The views of both Non-governmental organisations (NGOs) and of millions of ordinary people who are concerned about the environment were repeatedly misrepresented in a factually inaccurate and extreme way (see Comment 75, page 68; Comment 80, page 71; Comment 81, page 71; Comment 120, page 100; and Comment 136, page 114).


Serious allegations, many of them demonstrably false, were made about the IPCC without any evidence being offered to support the allegations, and without the IPCC being given a chance to defend itself on the programme (see Comment 17, page 21; Comment 113, page 94; and Comment 115, page 96). A passage from an IPCC report was selectively quoted in order to appear to the viewer to be stating the opposite of what it was actually stating (Comment 112, page 92) and other passages were seriously misrepresented by the film (for example Comment 73, page 66; Comment 74, page 67; and Comment 111, page 92). A Wall Street Journal article attacking IPCC processes was shown and quoted from, but it was not revealed that the writer of the article has never had any involvement with the IPCC, nor that he runs a lobby group that actively campaigns against greenhouse gas emissions reduction policies (see Comment 114, page 95).


Serious allegations of misappropriation of public funds by scientific funding bodies were made by the programme without any evidence being offered in support of the allegations and without any of the bodies being given a chance to defend themselves on the programme (see for example Comment 117, page 97).

A total of 25 breaches fell into this category, although we have grouped related breaches if no individual had been named; and for the purposes of this complaint we consider them to collectively constitute 9 serious breaches: see Appendix A.1.2, page 116 for details.

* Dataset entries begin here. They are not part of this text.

//! Manipulator engine: applies manipulators to a tree in priority order

use std::collections::VecDeque;

use rand::rngs::StdRng;
use serde_json::{Map, Value};
use tracing::{debug, instrument, trace};

use crate::application::error::ApplicationResult;
use crate::application::manipulator::{
    Assign, ComposedApply, ContainerSize, Manipulator, PostTransform, PriorityClass, SetNullity,
};
use crate::application::traverser::Traverser;
use crate::domain::{
    ArbitraryTree, ContainerSizeConstraint, DomainError, NodeId, Nullity, TypeShape, ValueKind,
    ValueSource,
};

/// Post transform bound to a concrete node, run after materialization.
#[derive(Debug, Clone)]
pub struct QueuedTransform {
    pub node: NodeId,
    pub transform: PostTransform,
}

/// Applies manipulator lists to one tree and collects the post-transform queue.
pub struct ManipulatorEngine<'a> {
    traverser: Traverser<'a>,
    post_queue: Vec<QueuedTransform>,
}

/// Work left in one `apply_all` pass.
///
/// `ordered` keeps insertion order for everything but metadata; post transforms
/// ride along in it and are moved to `deferred` when reached, so their targets
/// are resolved only after every structural change of the pass.
#[derive(Default)]
struct Pass {
    metadata: Vec<Manipulator>,
    ordered: VecDeque<Manipulator>,
    deferred: Vec<PostTransform>,
}

impl Pass {
    fn new(manipulators: &[Manipulator]) -> Self {
        let mut pass = Self::default();
        for manipulator in manipulators {
            match manipulator.priority_class() {
                PriorityClass::Metadata => pass.metadata.push(manipulator.clone()),
                PriorityClass::Ordered | PriorityClass::Post => {
                    pass.ordered.push_back(manipulator.clone())
                }
            }
        }
        pass
    }

    /// Spliced manipulators take the place of the apply that produced them.
    fn splice(&mut self, spliced: Vec<Manipulator>) {
        let (metadata, rest): (Vec<_>, Vec<_>) = spliced
            .into_iter()
            .partition(|m| m.priority_class() == PriorityClass::Metadata);
        self.metadata.extend(metadata);
        for manipulator in rest.into_iter().rev() {
            self.ordered.push_front(manipulator);
        }
    }

    /// Pending metadata, fewest steps first; ties by expression order.
    fn take_metadata(&mut self) -> Vec<Manipulator> {
        let mut metadata = std::mem::take(&mut self.metadata);
        metadata.sort_by(|a, b| {
            let steps = |m: &Manipulator| m.expression().map(|e| e.step_count()).unwrap_or(0);
            steps(a)
                .cmp(&steps(b))
                .then_with(|| a.expression().cmp(&b.expression()))
        });
        metadata
    }
}

impl<'a> ManipulatorEngine<'a> {
    pub fn new(traverser: Traverser<'a>) -> Self {
        Self {
            traverser,
            post_queue: Vec::new(),
        }
    }

    pub fn post_queue(&self) -> &[QueuedTransform] {
        &self.post_queue
    }

    pub fn into_post_queue(self) -> Vec<QueuedTransform> {
        self.post_queue
    }

    /// Metadata (by priority key), then the rest in insertion order, then post transforms.
    ///
    /// Manipulators spliced in by a composed apply join this same pass.
    #[instrument(level = "debug", skip_all, fields(count = manipulators.len()))]
    pub fn apply_all(
        &mut self,
        tree: &mut ArbitraryTree,
        manipulators: &[Manipulator],
        rng: &mut StdRng,
    ) -> ApplicationResult<()> {
        let mut pass = Pass::new(manipulators);
        loop {
            if !pass.metadata.is_empty() {
                for manipulator in pass.take_metadata() {
                    self.step(tree, manipulator, &mut pass, rng)?;
                }
                continue;
            }
            let Some(manipulator) = pass.ordered.pop_front() else {
                break;
            };
            self.step(tree, manipulator, &mut pass, rng)?;
        }

        for transform in std::mem::take(&mut pass.deferred) {
            self.enqueue_post(tree, &transform, rng)?;
        }
        Ok(())
    }

    /// Applies a single manipulator as a pass of its own.
    pub fn apply(
        &mut self,
        tree: &mut ArbitraryTree,
        manipulator: &Manipulator,
        rng: &mut StdRng,
    ) -> ApplicationResult<()> {
        self.apply_all(tree, std::slice::from_ref(manipulator), rng)
    }

    fn step(
        &mut self,
        tree: &mut ArbitraryTree,
        manipulator: Manipulator,
        pass: &mut Pass,
        rng: &mut StdRng,
    ) -> ApplicationResult<()> {
        trace!(%manipulator, "applying");
        match manipulator {
            Manipulator::ContainerSize(m) => self.apply_size(tree, &m, rng),
            Manipulator::Assign(m) => self.apply_assign(tree, &m, rng),
            Manipulator::Nullity(m) => self.apply_nullity(tree, &m, rng),
            Manipulator::PostTransform(m) => {
                pass.deferred.push(m);
                Ok(())
            }
            Manipulator::ComposedApply(m) => {
                let spliced = self.compose(&m, rng)?;
                pass.splice(spliced);
                Ok(())
            }
        }
    }

    fn apply_size(
        &mut self,
        tree: &mut ArbitraryTree,
        m: &ContainerSize,
        rng: &mut StdRng,
    ) -> ApplicationResult<()> {
        let targets = self.traverser.find_all(tree, &m.expression, rng)?;
        for idx in targets {
            let is_container = tree.get_node(idx).is_some_and(|n| n.is_container());
            if !is_container {
                return Err(DomainError::ContainerSizeOnNonContainer {
                    path: tree.path_of(idx).to_string(),
                }
                .into());
            }
            if let Some(node) = tree.get_node_mut(idx) {
                node.size_constraint = Some(m.constraint);
                node.applied.push(m.id);
            }
            self.traverser.reexpand(tree, idx, rng)?;
        }
        Ok(())
    }

    fn apply_assign(
        &mut self,
        tree: &mut ArbitraryTree,
        m: &Assign,
        rng: &mut StdRng,
    ) -> ApplicationResult<()> {
        let targets = self.traverser.find_all(tree, &m.expression, rng)?;
        let limit = m.limit.unwrap_or(usize::MAX);
        let mut count = 0;

        for idx in targets {
            if count >= limit {
                break;
            }
            if !tree.contains(idx) {
                continue;
            }
            let assigned = match &m.source {
                ValueSource::Fixed(value) => self.assign_value(tree, idx, value, rng)?,
                ValueSource::Generated(generator) => {
                    if let Some(node) = tree.get_node_mut(idx) {
                        node.source = Some(ValueSource::Generated(generator.clone()));
                        node.nullity = None;
                        node.null_inject = 0.0;
                    }
                    true
                }
            };
            if assigned {
                count += 1;
                if let Some(node) = tree.get_node_mut(idx) {
                    node.applied.push(m.id);
                }
            }
        }
        debug!(expression = %m.expression, assigned = count, "assign");
        Ok(())
    }

    /// Decomposes a fixed value into the subtree of `idx`.
    ///
    /// Returns false when the value does not fit the declared shape.
    fn assign_value(
        &mut self,
        tree: &mut ArbitraryTree,
        idx: NodeId,
        value: &Value,
        rng: &mut StdRng,
    ) -> ApplicationResult<bool> {
        let Some(node) = tree.get_node_mut(idx) else {
            return Ok(false);
        };

        if value.is_null() {
            node.nullity = Some(Nullity::ForceNull);
            node.source = None;
            return Ok(true);
        }

        let shape = node.shape().clone();
        if !shape.kind().accepts(value) {
            debug!(
                path = %tree.path_of(idx),
                declared = %shape.kind(),
                "value does not fit declared kind, skipping"
            );
            return Ok(false);
        }
        node.nullity = None;
        node.null_inject = 0.0;
        node.source = None;

        match (&shape, value) {
            (TypeShape::Leaf(_), _) => {
                if let Some(node) = tree.get_node_mut(idx) {
                    node.source = Some(ValueSource::Fixed(value.clone()));
                }
            }
            (TypeShape::Object(_) | TypeShape::Entry { .. }, Value::Object(fields)) => {
                self.traverser.expand(tree, idx, rng)?;
                self.assign_fields(tree, idx, fields, rng)?;
            }
            (TypeShape::List(_), Value::Array(elements)) => {
                self.resize_exact(tree, idx, elements.len(), rng)?;
                let children = tree.children(idx).to_vec();
                for (child, element) in children.into_iter().zip(elements) {
                    self.assign_value(tree, child, element, rng)?;
                }
            }
            (TypeShape::Map { key, .. }, Value::Object(entries)) => {
                let key_kind = key.kind();
                self.resize_exact(tree, idx, entries.len(), rng)?;
                let children = tree.children(idx).to_vec();
                for (entry, (k, v)) in children.into_iter().zip(entries) {
                    self.traverser.expand(tree, entry, rng)?;
                    let parts = tree.children(entry).to_vec();
                    if let [key_node, value_node] = parts[..] {
                        self.assign_value(tree, key_node, &map_key_value(k, key_kind), rng)?;
                        self.assign_value(tree, value_node, v, rng)?;
                    }
                }
            }
            _ => return Ok(false),
        }
        Ok(true)
    }

    fn assign_fields(
        &mut self,
        tree: &mut ArbitraryTree,
        idx: NodeId,
        fields: &Map<String, Value>,
        rng: &mut StdRng,
    ) -> ApplicationResult<()> {
        let children = tree.children(idx).to_vec();
        for child in children {
            let Some(name) = tree.get_node(child).map(|n| n.name().to_string()) else {
                continue;
            };
            match fields.get(&name) {
                Some(field) => {
                    self.assign_value(tree, child, field, rng)?;
                }
                None => {
                    if let Some(node) = tree.get_node_mut(child) {
                        node.nullity = Some(Nullity::ForceNull);
                        node.source = None;
                    }
                }
            }
        }
        for name in fields.keys() {
            let declared = tree
                .children(idx)
                .iter()
                .any(|&c| tree.get_node(c).is_some_and(|n| n.name() == name));
            if !declared {
                debug!(path = %tree.path_of(idx), field = %name, "ignoring undeclared field");
            }
        }
        Ok(())
    }

    fn resize_exact(
        &mut self,
        tree: &mut ArbitraryTree,
        idx: NodeId,
        size: usize,
        rng: &mut StdRng,
    ) -> ApplicationResult<()> {
        if let Some(node) = tree.get_node_mut(idx) {
            node.size_constraint = Some(ContainerSizeConstraint::exact(size));
        }
        self.traverser.reexpand(tree, idx, rng)?;
        Ok(())
    }

    fn apply_nullity(
        &mut self,
        tree: &mut ArbitraryTree,
        m: &SetNullity,
        rng: &mut StdRng,
    ) -> ApplicationResult<()> {
        let targets = self.traverser.find_all(tree, &m.expression, rng)?;
        for idx in targets {
            if let Some(node) = tree.get_node_mut(idx) {
                node.nullity = Some(Nullity::from_force_null(m.force_null));
                if m.force_null {
                    node.source = None;
                }
                node.applied.push(m.id);
            }
        }
        Ok(())
    }

    fn enqueue_post(
        &mut self,
        tree: &mut ArbitraryTree,
        m: &PostTransform,
        rng: &mut StdRng,
    ) -> ApplicationResult<()> {
        let targets = self.traverser.find_all(tree, &m.expression, rng)?;
        let limit = m.limit.unwrap_or(usize::MAX);
        let mut queued = 0;

        for idx in targets {
            if queued >= limit {
                break;
            }
            let Some(node) = tree.get_node_mut(idx) else {
                continue;
            };
            let declared = node.shape().kind();
            if !m.expected.is_compatible_with(declared) {
                debug!(expected = %m.expected, %declared, "post transform kind mismatch, skipping");
                continue;
            }
            node.applied.push(m.id);
            self.post_queue.push(QueuedTransform {
                node: idx,
                transform: m.clone(),
            });
            queued += 1;
        }
        Ok(())
    }

    /// Samples the nested template, freezes it and lets the callback extend it.
    ///
    /// Returns the frozen builder's pending list, to be spliced into the running pass.
    fn compose(
        &self,
        m: &ComposedApply,
        rng: &mut StdRng,
    ) -> ApplicationResult<Vec<Manipulator>> {
        let sample = m.nested.sample_with(rng)?;
        let mut frozen = m.nested.copy();
        frozen.freeze(sample.clone());
        (m.callback)(&sample, &mut frozen)?;
        debug!(spliced = frozen.manipulators().len(), "composed apply");
        Ok(frozen.manipulators().to_vec())
    }
}

/// Map keys arrive as JSON object keys; convert them back to the declared key kind.
fn map_key_value(key: &str, kind: ValueKind) -> Value {
    match kind {
        ValueKind::Integer => key
            .parse::<i64>()
            .map(Value::from)
            .unwrap_or_else(|_| Value::String(key.to_string())),
        ValueKind::Float => key
            .parse::<f64>()
            .map(Value::from)
            .unwrap_or_else(|_| Value::String(key.to_string())),
        ValueKind::Bool => key
            .parse::<bool>()
            .map(Value::Bool)
            .unwrap_or_else(|_| Value::String(key.to_string())),
        _ => Value::String(key.to_string()),
    }
}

Use of Straw Man, Ad Hominem and Non-sequitur Logical Fallacies

It is a serious matter if a film shown by a public service broadcaster, that claims to be a documentary on a complex scientific subject, resorts to using logical fallacies in an apparent attempt to mislead viewers. The most common logical fallacies used by the programme were Straw Man arguments (pretending that ones opponents are taking an absurd position that they are not taking, and then attacking that absurd position); ad hominem attacks (replying to an argument by attacking the person making the argument, rather than by addressing the substance of the argument); and non-sequiturs (stating conclusions that do not logically follow from what has gone before, for example because human emissions were not responsible for pre-industrial climate change, it is therefore impossible that they could be strongly influencing climate change now). For example, see Comment 23, page 23; Comment 79, page 70; Comment 80, page 71; Comment 35, page 27.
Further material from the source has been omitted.